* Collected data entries
---+---
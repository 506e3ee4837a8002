//! Administrative surface
//!
//! `ServerHandle` is a cheap clone that exposes live inspection and
//! runtime tuning of a running server.

use std::net::IpAddr;
use std::sync::Arc;
use std::time::Duration;

use log::info;

use crate::client::{RegistryStatistics, SessionInfo, SessionRegistry};
use crate::config::SharedRuntimeConfig;
use crate::middleware::rate_limit::{RateLimitSettings, RateLimiter};
use crate::server::shutdown::Shutdown;
use crate::server::stats::{ServerStatistics, StatsSnapshot};

#[derive(Clone)]
pub struct ServerHandle {
    registry: Arc<SessionRegistry>,
    rate_limiter: Arc<RateLimiter>,
    stats: Arc<ServerStatistics>,
    runtime: SharedRuntimeConfig,
    shutdown: Shutdown,
}

impl ServerHandle {
    pub(crate) fn new(
        registry: Arc<SessionRegistry>,
        rate_limiter: Arc<RateLimiter>,
        stats: Arc<ServerStatistics>,
        runtime: SharedRuntimeConfig,
        shutdown: Shutdown,
    ) -> Self {
        Self {
            registry,
            rate_limiter,
            stats,
            runtime,
            shutdown,
        }
    }

    pub async fn session_count(&self) -> usize {
        self.registry.len().await
    }

    pub async fn registry_statistics(&self) -> RegistryStatistics {
        self.registry.statistics().await
    }

    pub async fn sessions(&self) -> Vec<SessionInfo> {
        self.registry.sessions().await
    }

    pub fn statistics(&self) -> StatsSnapshot {
        self.stats.snapshot()
    }

    pub async fn disconnect_by_address(&self, ip: IpAddr) -> usize {
        self.registry.disconnect_by_address(ip).await
    }

    pub async fn disconnect_by_user(&self, username: &str) -> usize {
        self.registry.disconnect_by_user(username).await
    }

    /// New limit applies to future admissions; live sessions are kept.
    pub async fn set_max_clients(&self, max_clients: usize) {
        self.runtime.write().await.max_clients = max_clients;
        info!("Max clients set to {}", max_clients);
    }

    /// `Duration::ZERO` disables the absolute session timeout.
    pub async fn set_session_timeout(&self, limit: Duration) {
        self.runtime.write().await.session_timeout_secs = limit.as_secs();
        info!("Session timeout set to {}s", limit.as_secs());
    }

    /// `Duration::ZERO` disables the idle timeout.
    pub async fn set_idle_timeout(&self, limit: Duration) {
        self.runtime.write().await.idle_timeout_secs = limit.as_secs();
        info!("Idle timeout set to {}s", limit.as_secs());
    }

    pub fn rate_limits(&self) -> RateLimitSettings {
        self.rate_limiter.settings()
    }

    pub fn set_rate_limits(&self, settings: RateLimitSettings) {
        self.rate_limiter.set_settings(settings);
    }

    /// Forgets all recorded connection and request timestamps.
    pub fn reset_rate_limiter(&self) {
        self.rate_limiter.reset();
    }

    pub fn shutdown(&self) {
        self.shutdown.trigger();
    }
}

#[cfg(test)]
mod tests {
    use super::*;
    use crate::client::test_support::shared_runtime;
    use crate::config::RateLimitConfig;

    fn handle() -> ServerHandle {
        let runtime = shared_runtime(10, 3600, 600);
        ServerHandle::new(
            Arc::new(SessionRegistry::new(Arc::clone(&runtime))),
            Arc::new(RateLimiter::new(RateLimitSettings::from(&RateLimitConfig::default()))),
            Arc::new(ServerStatistics::new()),
            runtime,
            Shutdown::new(),
        )
    }

    #[tokio::test]
    async fn test_runtime_updates_are_visible() {
        let handle = handle();
        handle.set_max_clients(3).await;
        handle.set_idle_timeout(Duration::ZERO).await;
        handle.set_session_timeout(Duration::from_secs(90)).await;

        let runtime = handle.runtime.read().await;
        assert_eq!(runtime.max_clients, 3);
        assert_eq!(runtime.idle_timeout(), None);
        assert_eq!(runtime.session_timeout(), Some(Duration::from_secs(90)));
        drop(runtime);
        assert_eq!(handle.registry.capacity().await, 3);
    }

    #[tokio::test]
    async fn test_rate_limit_controls() {
        let handle = handle();
        let ip: IpAddr = "10.0.0.9".parse().unwrap();
        let mut settings = handle.rate_limits();
        settings.max_connections_per_ip = 1;
        handle.set_rate_limits(settings);

        assert!(handle.rate_limiter.allow_connection(ip));
        assert!(!handle.rate_limiter.allow_connection(ip));
        handle.reset_rate_limiter();
        assert!(handle.rate_limiter.allow_connection(ip));
    }

    #[test]
    fn test_shutdown_is_shared() {
        let handle = handle();
        let observer = handle.shutdown.subscribe();
        handle.clone().shutdown();
        assert!(*observer.borrow());
    }
}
---+---
If a line contains the word "ZERO", it counts; please state how many such lines the records above have, and nothing more.

* Task output
3